ABSTRACT

The life cycle of most marine bivalves is characterized by high fecundity, external fertilization, dispersal during a planktonic larval phase and a sessile adult phase (Fig. 1). From a successful pair cross resulting in millions of eggs (Widdows 1991), two adults on average (if the population stays constant) will participate to the next generation. However, the variance in reproductive success can be huge (Hedgecock 1994) and most of this variance is probably due to processes occurring before the spat stage. Considering a single reproductive event, genotype frequencies observed at the adult stage may be influenced by various parameters including parental fertility, larval fitness and the existence of assortative mating or segregation distortion. When adult populations are composed of several reproductive cohorts, temporal and spatial recruitment variation introduces even more complications. The importance of these processes is attested to by recurrent observations of departures from random-mating frequencies in allozyme surveys of samples at the post-metamorphic stage.
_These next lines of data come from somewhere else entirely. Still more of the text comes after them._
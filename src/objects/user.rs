use chrono::{DateTime, Utc};
use diesel::{
    ExpressionMethods, PgTextExpressionMethods, QueryDsl, Queryable, Selectable, SelectableHelper,
};
use diesel_async::RunQueryDsl;
use serde::{Deserialize, Serialize};
use uuid::Uuid;

use crate::{
    Conn,
    error::Error,
    objects::Me,
    schema::{spots, users},
    utils::CacheFns,
};

use super::load_or_empty;

#[derive(Deserialize, Serialize, Clone, Queryable, Selectable)]
#[diesel(table_name = users)]
#[diesel(check_for_backend(diesel::pg::Pg))]
pub struct UserBuilder {
    uuid: Uuid,
    username: String,
    created_at: DateTime<Utc>,
}

impl UserBuilder {
    pub async fn build(self, conn: &mut Conn) -> Result<User, Error> {
        let spots_count = count_spots(conn, self.uuid).await?;

        Ok(User {
            uuid: self.uuid,
            username: self.username,
            created_at: self.created_at,
            spots_count,
            friends_since: None,
            is_friend: None,
        })
    }
}

/// Public view of a user. `friends_since` and `is_friend` are relative
/// to the caller and filled in after the cacheable part is fetched.
#[derive(Deserialize, Serialize, Clone)]
pub struct User {
    pub uuid: Uuid,
    pub username: String,
    created_at: DateTime<Utc>,
    pub spots_count: i64,
    pub friends_since: Option<DateTime<Utc>>,
    pub is_friend: Option<bool>,
}

impl User {
    pub async fn fetch_one(
        conn: &mut Conn,
        cache_pool: &redis::Client,
        user_uuid: Uuid,
    ) -> Result<Self, Error> {
        if let Ok(cache_hit) = cache_pool.get_cache_key(user_uuid.to_string()).await {
            return Ok(cache_hit);
        }

        use users::dsl;
        let user_builder: UserBuilder = dsl::users
            .filter(dsl::uuid.eq(user_uuid))
            .select(UserBuilder::as_select())
            .get_result(conn)
            .await?;

        let user = user_builder.build(conn).await?;

        cache_pool
            .set_cache_key(user_uuid.to_string(), user.clone(), 1800)
            .await?;

        Ok(user)
    }

    pub async fn fetch_one_with_friendship(
        conn: &mut Conn,
        cache_pool: &redis::Client,
        me: &Me,
        user_uuid: Uuid,
    ) -> Result<Self, Error> {
        let mut user = Self::fetch_one(conn, cache_pool, user_uuid).await?;

        if let Some(friend) = me.friends_with(conn, user_uuid).await? {
            user.friends_since = Some(friend.accepted_at);
            user.is_friend = Some(true);
        } else {
            user.is_friend = Some(false);
        }

        Ok(user)
    }

    /// Case-insensitive substring search on usernames. Queries shorter
    /// than two characters return nothing, and the caller is never part
    /// of the result.
    pub async fn search(conn: &mut Conn, me: &Me, query: &str) -> Result<Vec<Self>, Error> {
        let query = query.trim();

        if query.chars().count() < 2 {
            return Ok(Vec::new());
        }

        use users::dsl;
        let user_builders: Vec<UserBuilder> = load_or_empty(
            dsl::users
                .filter(dsl::username.ilike(search_pattern(query)))
                .filter(dsl::uuid.ne(me.uuid))
                .order(dsl::username.asc())
                .select(UserBuilder::as_select())
                .load(conn)
                .await,
        )?;

        let mut users = Vec::with_capacity(user_builders.len());

        for user_builder in user_builders {
            let mut user = user_builder.build(conn).await?;

            user.is_friend = Some(me.friends_with(conn, user.uuid).await?.is_some());

            users.push(user);
        }

        Ok(users)
    }
}

pub async fn count_spots(conn: &mut Conn, owner_uuid: Uuid) -> Result<i64, Error> {
    use spots::dsl;
    Ok(dsl::spots
        .filter(dsl::owner_uuid.eq(Some(owner_uuid)))
        .count()
        .get_result(conn)
        .await?)
}

/// ILIKE treats `%`, `_` and `\` as pattern syntax, escape them so the
/// search stays a literal substring match.
fn search_pattern(query: &str) -> String {
    let escaped = query
        .replace('\\', "\\\\")
        .replace('%', "\\%")
        .replace('_', "\\_");

    format!("%{}%", escaped)
}

#[cfg(test)]
mod tests {
    use super::*;

    #[test]
    fn pattern_wraps_query_in_wildcards() {
        assert_eq!(search_pattern("al"), "%al%");
    }

    #[test]
    fn pattern_escapes_like_syntax() {
        assert_eq!(search_pattern("50%"), "%50\\%%");
        assert_eq!(search_pattern("a_b"), "%a\\_b%");
        assert_eq!(search_pattern("a\\b"), "%a\\\\b%");
    }
}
Departure from Mendelian expectations are not uncommon in hatchery experiments (see Foltz 1986b, McGoldrick et al. 2000) and a general trend toward heterozygote deficiencies relative to Hardy-Weinberg equilibrium (HWE) is often observed in natural populations (reviews in Zouros and Foltz 1984, Blanc and Bonhomme 1986, Gaffney 1994, Raymond et al. 1997). Just as puzzling is the observation that multi-locus heterozygosity (MLH) is positively correlated with fitness-related traits (reviews in Mitton and Grant 1984, Zouros and Foltz 1987, David 1998). Small but significant spatial (Borsa et al. 1991), temporal (Hedgecock 1994) or spatio-temporal (David et al. 1997b) genetic structure at very fine-scale ("chaotic genetic patchiness" sensu Johnson and Black 1982) contrasts with an apparent genetic homogeneity over long distances (review in Palumbi 1992). Finally, examples of environment-dependent genetic variation, such as the amino-peptidase allele frequency cline

between estuarine habitats of Long Island Sound and oceanic coastal zones in the mussel Mytilus edulis (Koehn et al. 1980, Hilbish and Koehn 1985), imply selection starting from the beginning of the settled phase and maybe earlier.